◆ Assigned task
The required output is the line that contains "Some(n) => config.device" and every line after it, each written out exactly, up to the end of the entries.

◆ Data to process
use serde::{Deserialize, Serialize};

/// Per-pass training statistics reported by `train_set_with`.
///
/// The observer receives one value after every completed pass over the
/// training set. Observers exist for progress reporting only; nothing in
/// the learning algorithm depends on them.
#[derive(Debug, Clone, Copy, PartialEq, Eq, Serialize, Deserialize)]
pub struct PassStats {
    /// 0-based index of the completed pass.
    pub pass: usize,
    /// Examples misclassified (and therefore updated on) during this pass.
    pub failures: usize,
    /// Total examples in the training set.
    pub set_size: usize,
}
pub mod loop_fn;
pub mod pass_stats;
pub mod trainer;

pub use loop_fn::{accuracy, train_set, train_set_with};
pub use pass_stats::PassStats;
pub use trainer::fit;
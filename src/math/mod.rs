pub mod vector;

pub use vector::{argmax, dot};
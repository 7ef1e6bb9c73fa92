use crate::error::{PerceptronError, PerceptronResult};
use crate::perceptron::OnlineLearner;
use crate::train::pass_stats::PassStats;

// ---------------------------------------------------------------------------
// Public entry points
// ---------------------------------------------------------------------------

/// Trains `learner` on a whole set until it converges or the pass budget
/// runs out. Equivalent to `train_set_with` with a no-op observer.
pub fn train_set<L>(
    learner: &mut L,
    inputs: &[Vec<f64>],
    labels: &[L::Label],
    max_passes: usize,
) -> PerceptronResult<bool>
where
    L: OnlineLearner,
{
    train_set_with(learner, inputs, labels, max_passes, |_| {})
}

/// Trains `learner` on a whole set, reporting progress after every pass.
///
/// # Arguments
/// - `learner`    - mutable reference to the learner; modified in place
/// - `inputs`     - training samples, each a `Vec<f64>` of the learner's
///   input dimension
/// - `labels`     - corresponding labels, same length as `inputs`
/// - `max_passes` - upper bound on full passes over the set
/// - `on_pass`    - observer invoked with `PassStats` after each pass
///
/// Each pass visits every example in presentation order; later examples in
/// a pass see the weight updates made by earlier ones. A pass with zero
/// failures means the learner classifies the whole set correctly, and
/// training stops there with `Ok(true)`. If `max_passes` passes complete
/// without such a pass, returns `Ok(false)`.
///
/// Fails with `SetSizeMismatch` before any training when `inputs` and
/// `labels` disagree in length, and propagates any per-example error from
/// the learner as-is.
pub fn train_set_with<L, F>(
    learner: &mut L,
    inputs: &[Vec<f64>],
    labels: &[L::Label],
    max_passes: usize,
    mut on_pass: F,
) -> PerceptronResult<bool>
where
    L: OnlineLearner,
    F: FnMut(&PassStats),
{
    check_set_sizes(inputs, labels)?;

    for pass in 0..max_passes {
        let failures = run_one_pass(learner, inputs, labels)?;

        on_pass(&PassStats {
            pass,
            failures,
            set_size: inputs.len(),
        });

        if failures == 0 {
            return Ok(true);
        }
    }

    Ok(false)
}

/// Fraction of examples `learner` currently predicts correctly, in [0, 1].
/// An empty set yields 0.0.
pub fn accuracy<L>(
    learner: &L,
    inputs: &[Vec<f64>],
    labels: &[L::Label],
) -> PerceptronResult<f64>
where
    L: OnlineLearner,
{
    check_set_sizes(inputs, labels)?;
    if inputs.is_empty() {
        return Ok(0.0);
    }

    let mut correct = 0usize;
    for (input, &expected) in inputs.iter().zip(labels.iter()) {
        if learner.predict(input)? == expected {
            correct += 1;
        }
    }
    Ok(correct as f64 / inputs.len() as f64)
}

// ---------------------------------------------------------------------------
// Private helpers
// ---------------------------------------------------------------------------

/// Runs one full pass over the set in presentation order and counts the
/// examples that needed a weight update.
fn run_one_pass<L>(
    learner: &mut L,
    inputs: &[Vec<f64>],
    labels: &[L::Label],
) -> PerceptronResult<usize>
where
    L: OnlineLearner,
{
    let mut failures = 0;
    for (input, &expected) in inputs.iter().zip(labels.iter()) {
        if !learner.train_step(input, expected)? {
            failures += 1;
        }
    }
    Ok(failures)
}

fn check_set_sizes<T>(inputs: &[Vec<f64>], labels: &[T]) -> PerceptronResult<()> {
    if inputs.len() != labels.len() {
        return Err(PerceptronError::SetSizeMismatch {
            inputs: inputs.len(),
            labels: labels.len(),
        });
    }
    Ok(())
}
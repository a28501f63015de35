//! bs81x - Command line tool for BS81x capacitive touch-key chips
//!
//! Reads key states and configures the chip over any of its three wirings.
//!
//! # Architecture
//!
//! Every transport string resolves to a `TouchDevice` over a boxed
//! `KeyTransport` (see `transports`), so the commands are written once and
//! work regardless of how the chip is wired:
//! - **Bus** (Linux i2c-dev) - register access, all commands available
//! - **Serial** (bit-banged on Linux GPIO) - key states only
//! - **Parallel** (one Linux GPIO line per key) - per-key reads
//! - **Dummy** - in-memory emulator of any of the above

mod cli;
mod commands;
mod transports;

use clap::Parser;
use cli::{Cli, Commands};
use transports::open_transport;

fn main() -> Result<(), Box<dyn std::error::Error>> {
    // Initialize logger
    env_logger::Builder::from_env(env_logger::Env::default().default_filter_or("info")).init();

    let cli = Cli::parse();

    // Set log level based on verbosity
    match cli.verbose {
        0 => {} // default (info)
        1 => log::set_max_level(log::LevelFilter::Debug),
        _ => log::set_max_level(log::LevelFilter::Trace),
    }

    match cli.command {
        Commands::Keys { transport } => {
            let mut opened = open_transport(&transport)?;
            commands::cmd_keys(&mut opened.device)
        }
        Commands::Touched { transport, key } => {
            let mut opened = open_transport(&transport)?;
            commands::cmd_touched(&mut opened.device, key)
        }
        Commands::Sensitivity {
            transport,
            key,
            value,
        } => {
            let mut opened = open_transport(&transport)?;
            commands::cmd_sensitivity(&mut opened.device, key, value)
        }
        Commands::Wakeup {
            transport,
            enable,
            disable: _,
        } => {
            let mut opened = open_transport(&transport)?;
            commands::cmd_wakeup(&mut opened.device, enable)
        }
        Commands::Watch {
            transport,
            interval_ms,
            count,
        } => {
            let mut opened = open_transport(&transport)?;
            commands::cmd_watch(
                &mut opened.device,
                opened.interrupts.as_deref_mut(),
                interval_ms,
                count,
            )
        }
        Commands::ListTransports => {
            commands::list_transports();
            Ok(())
        }
    }
}
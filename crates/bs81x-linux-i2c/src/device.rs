//! Linux I2C bus implementation
//!
//! This module provides the `LinuxI2c` struct that implements the `Bus`
//! trait using Linux's i2c-dev interface. Each `write`/`read` call is one
//! plain `write(2)`/`read(2)` on the device file, which the kernel turns into
//! a single bus transaction with its own start and stop condition.

use crate::error::{LinuxI2cError, Result};

use bs81x_core::error::{BusFault, Error as CoreError, Result as CoreResult};
use bs81x_core::platform::Bus;

use nix::errno::Errno;

use std::fs::{File, OpenOptions};
use std::io::{Read, Write};
use std::os::unix::io::AsRawFd;

/// Bus address the chip answers on unless strapped otherwise
pub const DEFAULT_ADDRESS: u8 = 0x50;

/// Highest valid 7-bit address
const MAX_ADDRESS: u8 = 0x7F;

/// Linux i2c-dev ioctl constants
mod ioctl {
    use nix::ioctl_write_int_bad;

    /// Select the target address for subsequent read/write calls
    const I2C_SLAVE: libc::c_ulong = 0x0703;

    ioctl_write_int_bad!(i2c_slave, I2C_SLAVE);
}

/// Configuration for opening a Linux I2C bus
#[derive(Debug, Clone)]
pub struct LinuxI2cConfig {
    /// Device path (e.g., "/dev/i2c-1")
    pub device: String,
    /// 7-bit chip address (default: 0x50)
    pub address: u8,
}

impl Default for LinuxI2cConfig {
    fn default() -> Self {
        Self {
            device: String::new(),
            address: DEFAULT_ADDRESS,
        }
    }
}

impl LinuxI2cConfig {
    /// Create a new configuration with the given device path
    pub fn new(device: impl Into<String>) -> Self {
        Self {
            device: device.into(),
            ..Default::default()
        }
    }

    /// Set the chip address
    pub fn with_address(mut self, address: u8) -> Self {
        self.address = address;
        self
    }
}

/// Map a kernel error code to a bus fault
///
/// Adapters report a missing acknowledge as ENXIO or EREMOTEIO and a lost
/// arbitration as EAGAIN.
pub fn fault_from_errno(errno: Errno) -> BusFault {
    match errno {
        Errno::ENXIO | Errno::EREMOTEIO => BusFault::Nack,
        Errno::ETIMEDOUT => BusFault::Timeout,
        Errno::EAGAIN => BusFault::ArbitrationLoss,
        _ => BusFault::Other,
    }
}

fn fault_from_io(e: &std::io::Error) -> BusFault {
    e.raw_os_error()
        .map(|code| fault_from_errno(Errno::from_raw(code)))
        .unwrap_or(BusFault::Other)
}

/// Linux I2C bus using the i2c-dev interface
pub struct LinuxI2c {
    /// File handle for the i2c-dev device
    file: File,
    /// Device path, for log messages
    path: String,
    /// Address currently selected with I2C_SLAVE
    selected: Option<u8>,
}

impl LinuxI2c {
    /// Open a Linux I2C bus and select the configured chip address
    pub fn open(config: &LinuxI2cConfig) -> Result<Self> {
        if config.device.is_empty() {
            return Err(LinuxI2cError::NoDevice);
        }

        log::debug!("linux_i2c: Opening device {}", config.device);

        let file = OpenOptions::new()
            .read(true)
            .write(true)
            .open(&config.device)
            .map_err(|e| LinuxI2cError::OpenFailed {
                path: config.device.clone(),
                source: e,
            })?;

        let mut i2c = Self {
            file,
            path: config.device.clone(),
            selected: None,
        };
        i2c.select(config.address)
            .map_err(|errno| LinuxI2cError::AddressSelectFailed {
                address: config.address,
                source: std::io::Error::from_raw_os_error(errno as i32),
            })?;

        log::info!(
            "linux_i2c: Opened {} (address {:#04x})",
            config.device,
            config.address
        );

        Ok(i2c)
    }

    /// Device path
    pub fn path(&self) -> &str {
        &self.path
    }

    fn select(&mut self, addr: u8) -> std::result::Result<(), Errno> {
        if self.selected == Some(addr) {
            return Ok(());
        }
        unsafe {
            ioctl::i2c_slave(self.file.as_raw_fd(), addr as libc::c_int)?;
        }
        self.selected = Some(addr);
        Ok(())
    }

    fn select_or_fault(&mut self, addr: u8) -> CoreResult<()> {
        self.select(addr).map_err(|errno| {
            log::error!("linux_i2c: selecting {:#04x} failed: {}", addr, errno);
            CoreError::Bus(fault_from_errno(errno))
        })
    }
}

impl Bus for LinuxI2c {
    fn begin(&mut self) -> CoreResult<()> {
        // The adapter is ready once the device file is open
        log::debug!("linux_i2c: {} ready", self.path);
        Ok(())
    }

    fn write(&mut self, addr: u8, bytes: &[u8]) -> CoreResult<()> {
        self.select_or_fault(addr)?;
        match self.file.write(bytes) {
            Ok(n) if n == bytes.len() => Ok(()),
            Ok(n) => {
                log::error!(
                    "linux_i2c: short write to {:#04x} ({} of {} bytes)",
                    addr,
                    n,
                    bytes.len()
                );
                Err(CoreError::Bus(BusFault::ShortTransfer))
            }
            Err(e) => {
                log::error!("linux_i2c: write to {:#04x} failed: {}", addr, e);
                Err(CoreError::Bus(fault_from_io(&e)))
            }
        }
    }

    fn read(&mut self, addr: u8, buf: &mut [u8]) -> CoreResult<()> {
        self.select_or_fault(addr)?;
        match self.file.read(buf) {
            Ok(n) if n == buf.len() => Ok(()),
            Ok(n) => {
                log::error!(
                    "linux_i2c: short read from {:#04x} ({} of {} bytes)",
                    addr,
                    n,
                    buf.len()
                );
                Err(CoreError::Bus(BusFault::ShortTransfer))
            }
            Err(e) => {
                log::error!("linux_i2c: read from {:#04x} failed: {}", addr, e);
                Err(CoreError::Bus(fault_from_io(&e)))
            }
        }
    }
}

/// Parse a bus address, hex with `0x` prefix or decimal
fn parse_address(value: &str) -> std::result::Result<u8, String> {
    let parsed = match value.strip_prefix("0x").or_else(|| value.strip_prefix("0X")) {
        Some(hex) => u8::from_str_radix(hex, 16),
        None => value.parse(),
    };
    match parsed {
        Ok(addr) if addr <= MAX_ADDRESS => Ok(addr),
        _ => Err(format!("Invalid addr value: {} (expected 0x00-0x7f)", value)),
    }
}

/// Parse bus options from a list of key-value pairs
///
/// # Supported Options
///
/// - `dev=/dev/i2c-N` - Device path (required, or use bus)
/// - `bus=N` - Bus number (alternative to dev)
/// - `addr=0x50` - Chip address (optional, default: 0x50)
pub fn parse_options(options: &[(&str, &str)]) -> std::result::Result<LinuxI2cConfig, String> {
    let mut config = LinuxI2cConfig::default();
    let mut bus: Option<u32> = None;

    for (key, value) in options {
        match *key {
            "dev" => {
                config.device = value.to_string();
            }
            "bus" => {
                bus = Some(
                    value
                        .parse()
                        .map_err(|_| format!("Invalid bus value: {}", value))?,
                );
            }
            "addr" => {
                config.address = parse_address(value)?;
            }
            _ => {
                log::warn!("linux_i2c: Unknown option: {}={}", key, value);
            }
        }
    }

    match bus {
        Some(_) if !config.device.is_empty() => {
            return Err("Only one of 'dev' or 'bus' can be specified".to_string());
        }
        Some(n) => config.device = format!("/dev/i2c-{}", n),
        None if config.device.is_empty() => {
            return Err("Either 'dev' or 'bus' must be specified.\n\
                 e.g. i2c:dev=/dev/i2c-1,addr=0x50"
                .to_string());
        }
        None => {}
    }

    Ok(config)
}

◆ Solution to this exercise
        Some(n) => config.device = format!("/dev/i2c-{}", n),
        None if config.device.is_empty() => {
            return Err("Either 'dev' or 'bus' must be specified.\n\
                 e.g. i2c:dev=/dev/i2c-1,addr=0x50"
                .to_string());
        }
        None => {}
    }

    Ok(config)
}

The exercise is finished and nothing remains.